Aquella tropa comenzó a preguntarse qué hacer, pero no hubo una respuesta unánime, sino que una parte regresó a las fiestas de pago de donde habían salido, mientras que otros decidieron concluir la celebración y regresar a sus casas a descansar. Lo único que fue común a todos fue el impacto que causaron aquellas palabras en su interior, y que fueron el abono de la semilla plantada una semana antes.

A partir de ese día, la familia de Angustio festejó la vida, la salud y el amor cuando tuvo oportunidad, sin gastos superfluos, ni regalos, ni excesos. Solo con la compañía, compartiendo tiempo y emociones, tanto en la proximidad como desde la distancia. Las celebraciones más numerosas se organizaban casi todas las semanas con cualquier excusa, aunque luego se producían otras en grupos más pequeños e incluso mediante llamadas y videollamadas en grupo.

Pasaron los meses y llegaron unas nuevas navidades y ninguno de ellos sintió la necesidad de acercarse a sus seres queridos porque ya estaban próximos, casi pegados. Y en las cajas quedaron los belenes, los árboles, las bolas brillantes y el espumillón, las luces de puticlub y demás elementos decorativos propios de las fechas, según el consenso social predominante inducido por intereses  económicos y empresariales. Y en lugar de ir a centros y zonas comerciales a comprar regalos innecesarios y en ocasiones inútiles, dedicaron tiempo a estar juntos y a disfrutar del cariño compartido.
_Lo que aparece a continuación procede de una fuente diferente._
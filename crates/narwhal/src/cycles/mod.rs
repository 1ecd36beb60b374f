//! Cycle breaking.
//!
//! Every strategy computes a feedback arc set and reverses it through
//! [`LGraph::reverse_edge`], so reversed edges keep their identity and are turned back by the
//! reversed-edge restorer once routing is done. Self-loops are never part of the set.

mod depth_first;
mod greedy;
mod interactive;

pub use depth_first::depth_first_fas;
pub use greedy::greedy_fas;

use crate::config::{CycleBreakingStrategy, LayeredConfig};
use crate::error::Result;
use narwhal_graph::{EdgeId, LGraph};

/// Makes the graph acyclic. Returns the number of reversed edges.
pub fn break_cycles(graph: &mut LGraph, config: &LayeredConfig) -> Result<usize> {
    let _span = tracing::debug_span!("break_cycles", strategy = ?config.cycle_breaking).entered();

    let fas = match config.cycle_breaking {
        CycleBreakingStrategy::DepthFirst => depth_first_fas(graph),
        CycleBreakingStrategy::Greedy => greedy_fas(graph),
        CycleBreakingStrategy::Interactive => {
            let reversed = interactive::contradicting_edges(graph)?;
            reverse_all(graph, &reversed);
            // Nodes sharing an x coordinate may still form cycles.
            let rest = depth_first_fas(graph);
            reverse_all(graph, &rest);
            let count = reversed.len() + rest.len();
            tracing::debug!(reversed = count, "cycles broken");
            return Ok(count);
        }
    };

    reverse_all(graph, &fas);
    tracing::debug!(reversed = fas.len(), "cycles broken");
    Ok(fas.len())
}

fn reverse_all(graph: &mut LGraph, edges: &[EdgeId]) {
    for &e in edges {
        if !graph.is_self_loop(e) {
            graph.reverse_edge(e, true);
        }
    }
}
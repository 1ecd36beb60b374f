//! Dense per-phase scratch storage keyed by arena handles.
//!
//! A phase creates the maps it needs at its start (sized to the graph's arena) and drops them
//! when it returns. Removed elements keep their slot, so indexing never goes out of bounds for a
//! handle that came from the same graph.

use crate::graph::LGraph;
use crate::ids::{EdgeId, NodeId, PortId};
use std::ops::{Index, IndexMut};

macro_rules! scratch_map {
    ($name:ident, $id:ident, $capacity:ident) => {
        #[derive(Debug, Clone, PartialEq)]
        pub struct $name<T> {
            values: Vec<T>,
        }

        impl<T: Clone> $name<T> {
            pub fn new(graph: &LGraph, init: T) -> Self {
                Self {
                    values: vec![init; graph.$capacity()],
                }
            }

            pub fn with_len(len: usize, init: T) -> Self {
                Self {
                    values: vec![init; len],
                }
            }

            pub fn fill(&mut self, value: T) {
                self.values.fill(value);
            }
        }

        impl<T> $name<T> {
            pub fn get(&self, id: $id) -> Option<&T> {
                self.values.get(id.index())
            }

            pub fn len(&self) -> usize {
                self.values.len()
            }

            pub fn is_empty(&self) -> bool {
                self.values.is_empty()
            }

            pub fn iter(&self) -> impl Iterator<Item = ($id, &T)> + '_ {
                self.values
                    .iter()
                    .enumerate()
                    .map(|(ix, v)| ($id::from_index(ix), v))
            }
        }

        impl<T> Index<$id> for $name<T> {
            type Output = T;

            fn index(&self, id: $id) -> &T {
                &self.values[id.index()]
            }
        }

        impl<T> IndexMut<$id> for $name<T> {
            fn index_mut(&mut self, id: $id) -> &mut T {
                &mut self.values[id.index()]
            }
        }
    };
}

scratch_map!(NodeMap, NodeId, node_capacity);
scratch_map!(EdgeMap, EdgeId, edge_capacity);
scratch_map!(PortMap, PortId, port_capacity);
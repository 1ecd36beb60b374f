//! Serializable snapshot of a [`CGraph`] for external visualization.

use crate::cgraph::{CGraph, Constraint, Rect};
use serde::Serialize;

#[derive(Debug, Clone, Serialize)]
pub struct CNodeDump {
    pub id: usize,
    pub name: String,
    pub hitbox: Rect,
}

#[derive(Debug, Clone, Serialize)]
pub struct CGraphDump {
    pub nodes: Vec<CNodeDump>,
    pub constraints: Vec<Constraint>,
}

impl CGraph {
    pub fn dump(&self) -> CGraphDump {
        CGraphDump {
            nodes: self
                .nodes
                .iter()
                .enumerate()
                .map(|(id, n)| CNodeDump {
                    id,
                    name: n.name.clone(),
                    hitbox: n.hitbox,
                })
                .collect(),
            constraints: self.predefined.clone(),
        }
    }
}
//! Import configuration.

use crate::{ImportError, Result, UNIFIED_SOURCE};
use serde::{Deserialize, Serialize};
use std::collections::BTreeSet;
use std::path::Path;

pub const DEFAULT_BASE_IRI: &str = "http://UMLS/";
pub const DEFAULT_BATCH_SIZE: usize = 300_000;

#[derive(Debug, Clone, PartialEq, Eq, Serialize, Deserialize)]
#[serde(default)]
pub struct ImportConfig {
    /// Terminology allow-list. `None` keeps every terminology.
    pub terminologies: Option<BTreeSet<String>>,
    /// Two-letter language allow-list. `None` keeps every language.
    pub languages: Option<BTreeSet<String>>,
    /// Prefix of every IRI the importer mints.
    pub base_iri: String,
    /// Buffered facts before a flush to the store.
    pub batch_size: usize,
    /// Read the semantic-type tables (only when unified concepts are extracted).
    pub semantic_types: bool,
}

impl Default for ImportConfig {
    fn default() -> Self {
        Self {
            terminologies: None,
            languages: None,
            base_iri: DEFAULT_BASE_IRI.to_string(),
            batch_size: DEFAULT_BATCH_SIZE,
            semantic_types: true,
        }
    }
}

impl ImportConfig {
    pub fn from_json_file(path: &Path) -> Result<Self> {
        let text = std::fs::read_to_string(path)?;
        let config: ImportConfig = serde_json::from_str(&text)
            .map_err(|e| ImportError::Config(format!("{}: {e}", path.display())))?;
        config.validate()?;
        Ok(config)
    }

    pub fn validate(&self) -> Result<()> {
        if self.batch_size == 0 {
            return Err(ImportError::Config("batch_size must be positive".to_string()));
        }
        if self.base_iri.is_empty() {
            return Err(ImportError::Config("base_iri must not be empty".to_string()));
        }
        Ok(())
    }

    /// Unified concepts are extracted unless an allow-list omits `CUI`.
    pub fn extract_unified(&self) -> bool {
        self.terminologies
            .as_ref()
            .map_or(true, |set| set.is_empty() || set.contains(UNIFIED_SOURCE))
    }

    pub fn with_terminologies<I, T>(mut self, terminologies: I) -> Self
    where
        I: IntoIterator<Item = T>,
        T: Into<String>,
    {
        self.terminologies = Some(terminologies.into_iter().map(Into::into).collect());
        self
    }

    pub fn with_languages<I, T>(mut self, languages: I) -> Self
    where
        I: IntoIterator<Item = T>,
        T: Into<String>,
    {
        self.languages = Some(languages.into_iter().map(Into::into).collect());
        self
    }
}

#[cfg(test)]
mod tests {
    use super::*;

    #[test]
    fn unified_extraction_follows_allow_list() {
        assert!(ImportConfig::default().extract_unified());
        assert!(!ImportConfig::default()
            .with_terminologies(["ICD10"])
            .extract_unified());
        assert!(ImportConfig::default()
            .with_terminologies(["ICD10", "CUI"])
            .extract_unified());
    }

    #[test]
    fn partial_json_falls_back_to_defaults() -> anyhow::Result<()> {
        let dir = tempfile::tempdir()?;
        let path = dir.path().join("import.json");
        std::fs::write(&path, r#"{ "languages": ["fr", "en"], "batch_size": 10 }"#)?;
        let config = ImportConfig::from_json_file(&path)?;
        assert_eq!(config.batch_size, 10);
        assert_eq!(config.base_iri, DEFAULT_BASE_IRI);
        assert!(config.languages.as_ref().is_some_and(|l| l.contains("fr")));
        Ok(())
    }

    #[test]
    fn zero_batch_size_is_rejected() {
        let config = ImportConfig {
            batch_size: 0,
            ..ImportConfig::default()
        };
        assert!(config.validate().is_err());
    }
}
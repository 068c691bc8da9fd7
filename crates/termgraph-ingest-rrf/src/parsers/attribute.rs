//! `MRSAT`: literal attributes, one runtime predicate per attribute name.

use crate::context::{is_suppressed, ImportContext, PredicateKind};
use termgraph_store::{GraphSink, Literal, Triple};
use tracing::debug;

#[derive(Debug, Clone, Copy, PartialEq, Eq)]
pub struct AttributeRecord<'a> {
    pub cui: &'a str,
    pub metaui: &'a str,
    pub name: &'a str,
    pub terminology: &'a str,
    pub value: &'a str,
    pub suppress: &'a str,
}

impl<'a> AttributeRecord<'a> {
    pub fn from_fields(fields: &[&'a str]) -> Self {
        Self {
            cui: fields[0],
            metaui: fields[3],
            name: fields[8],
            terminology: fields[9],
            value: fields[10],
            suppress: fields[11],
        }
    }
}

pub fn parse<S: GraphSink>(ctx: &mut ImportContext<S>, fields: &[&str]) {
    let record = AttributeRecord::from_fields(fields);

    if is_suppressed(record.suppress) {
        ctx.stats.suppressed += 1;
        return;
    }
    if !ctx.allows_terminology(record.terminology) {
        ctx.stats.filtered += 1;
        return;
    }

    let predicate = ctx.predicate(&record.name.to_lowercase(), PredicateKind::Annotation);

    let subject = if record.metaui.is_empty() {
        if !ctx.extract_unified() {
            ctx.stats.filtered += 1;
            return;
        }
        ctx.intern_unified(record.cui)
    } else if record.metaui.starts_with('A') {
        match ctx.resolve_atom(record.metaui) {
            Some(original) => original,
            None => {
                debug!(atom = record.metaui, "attribute on unresolved atom skipped");
                ctx.stats.unresolved += 1;
                return;
            }
        }
    } else {
        ctx.stats.filtered += 1;
        return;
    };

    ctx.push(Triple::new(subject, predicate, Literal::plain(record.value)));
    ctx.stats.accepted += 1;
}

#[cfg(test)]
mod tests {
    use crate::config::ImportConfig;
    use crate::parsers::test_support::{atom_line, context, feed};
    use crate::table::Table;
    use termgraph_store::{Literal, Object};

    fn sat_line(
        cui: &str,
        metaui: &str,
        atn: &str,
        sab: &str,
        atv: &str,
        suppress: &str,
    ) -> String {
        format!("{cui}|L1|S1|{metaui}|AUI|CODE|AT1|SAT1|{atn}|{sab}|{atv}|{suppress}|N|")
    }

    #[test]
    fn attributes_attach_to_atoms_or_unified_concepts() -> crate::Result<()> {
        let mut ctx = context(&ImportConfig::default());
        let atoms = atom_line("C1", "ENG", "A1", "T1", "PT", "X", "x", "N");
        feed(Table::Atom, &atoms, &mut ctx)?;
        let _ = ctx.take_stats();

        let text = [
            sat_line("C1", "A1", "CHARGE", "T1", "+1", "N"),
            sat_line("C1", "", "MESH_TREE", "T1", "C01", "N"),
            sat_line("C1", "A404", "CHARGE", "T1", "0", "N"),
            sat_line("C1", "R7", "REL_ATTR", "T1", "r", "N"),
            sat_line("C1", "A1", "CHARGE", "T1", "-1", "Y"),
        ]
        .join("\n");
        feed(Table::Attribute, &text, &mut ctx)?;
        ctx.flush()?;

        let charge = ctx.predicates().get("charge").expect("lower-cased predicate");
        let tree = ctx.predicates().get("mesh_tree").expect("declared");
        let x = ctx.intern_original("T1", "X");
        let c1 = ctx.intern_unified("C1");
        let store = ctx.sink();
        assert!(store.contains(x.into(), charge, &Object::Literal(Literal::plain("+1"))));
        assert!(store.contains(c1.into(), tree, &Object::Literal(Literal::plain("C01"))));
        assert_eq!(store.objects(x.into(), charge).len(), 1);

        let stats = ctx.stats();
        assert_eq!(
            (stats.accepted, stats.unresolved, stats.filtered, stats.suppressed),
            (2, 1, 1, 1)
        );
        Ok(())
    }
}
Su actitud no pasó desapercibida y los vecinos comenzaron a imitarles. Su forma de vivir comenzó a contagiar a muchas familias y se viralizó esta tendencia por redes sociales. Ya no se necesitaba tanta electricidad, los ayuntamientos dejaron de pagar grandes sumas por instalar el alumbrado de navidad y dedicaron esos recursos a ayudar a los más necesitados. Y toda esa energía que se despilfarraba debido a un consumismo irracional dejó de producirse y eso contribuyó a frenar el efecto invernadero, a salvar algunos importantes ecosistemas del planeta y a la especie humana de la extinción, al menos por el momento. Y al parecer todos viven bastante felices en ese tiempo nuevo, excepto las perdices y los conejos que acaban troceados en un jacuzzi de verduras y arroz amarillo, que tratan de ocultarse atemorizados ante el porvenir que les espera.

Pero no olviden que esta historia es tan solo una leyenda, procedente de un futuro ya pasado, pero todavía no vivido en el presente.